▸ **WORK REQUEST**
Whichever lines of the material contain "that", copy each of them.

:::

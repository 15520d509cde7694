//! Critical-edge splitting, run after coloring and before phi elimination.
//!
//! A critical edge `p -> s` (p has >= 2 successors, s has >= 2 predecessors)
//! gets an empty block spliced in: `p -> p' -> s`. `phi_elim` relies on the
//! result — every predecessor of a block with phis ends up with exactly one
//! successor, so the sequential copies realizing that edge's phi values can
//! be placed in a block no other control-flow path enters.

use crate::common::Set;

use super::ir::{BasicBlock, BlockId, Function, Term};

pub fn run(func: &mut Function) {
    for b in func.block_ids() {
        let succs: Set<BlockId> = func.blocks[&b].term.successors().into_iter().collect();
        if succs.len() < 2 {
            continue;
        }
        for s in succs {
            if func.preds(s).len() < 2 {
                continue;
            }
            let mid = func.fresh_block();
            func.blocks.insert(mid, BasicBlock { phis: vec![], insns: vec![], term: Term::Jmp(s) });
            redirect(func, b, s, mid);
            for phi in func.blocks.get_mut(&s).expect("successor exists").phis.iter_mut() {
                if let Some(v) = phi.incomings.remove(&b) {
                    phi.incomings.insert(mid, v);
                }
            }
        }
    }
}

fn redirect(func: &mut Function, b: BlockId, from: BlockId, to: BlockId) {
    match &mut func.blocks.get_mut(&b).expect("block exists").term {
        Term::Jmp(t) if *t == from => *t = to,
        Term::Br(_, t, f) => {
            if *t == from {
                *t = to;
            }
            if *f == from {
                *f = to;
            }
        }
        _ => {}
    }
}

#[cfg(test)]
mod tests {
    use super::*;
    use crate::common::id;
    use crate::front::{check, parse};
    use crate::middle::build::build;

    fn main_fn(src: &str) -> Function {
        let prog = parse(src).unwrap();
        check(&prog).unwrap();
        let mut m = build(&prog).unwrap();
        m.funcs.remove(&id("main")).unwrap()
    }

    #[test]
    fn if_inside_loop_splits_the_critical_edge() {
        // The loop header has two successors (body, exit) and the exit
        // block (merge of the if) has two predecessors (the if's branches),
        // but the header -> if-merge edge itself isn't critical here; use a
        // case where a branch's target is also a join with another path.
        let mut f = main_fn(
            "void main() { int x = 0; while (x < 10) { if (x == 5) { x = x + 1; } x = x + 1; } }",
        );
        let before = f.block_ids().len();
        run(&mut f);
        assert!(f.block_ids().len() >= before);
        // No block with >= 2 successors may share a successor that has >= 2 preds.
        for b in f.block_ids() {
            let succs = f.blocks[&b].term.successors();
            if succs.len() < 2 {
                continue;
            }
            for s in succs {
                assert!(f.preds(s).len() < 2, "critical edge {b}->{s} was not split");
            }
        }
    }

    #[test]
    fn straight_line_function_is_unchanged() {
        let mut f = main_fn("void main() { int x = 1; printInt(x); }");
        let before = f.block_ids().len();
        run(&mut f);
        assert_eq!(f.block_ids().len(), before);
    }
}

:::

▸ **SOLUTION TO THIS TASK**
//! successor, so the sequential copies realizing that edge's phi values can
        // No block with >= 2 successors may share a successor that has >= 2 preds.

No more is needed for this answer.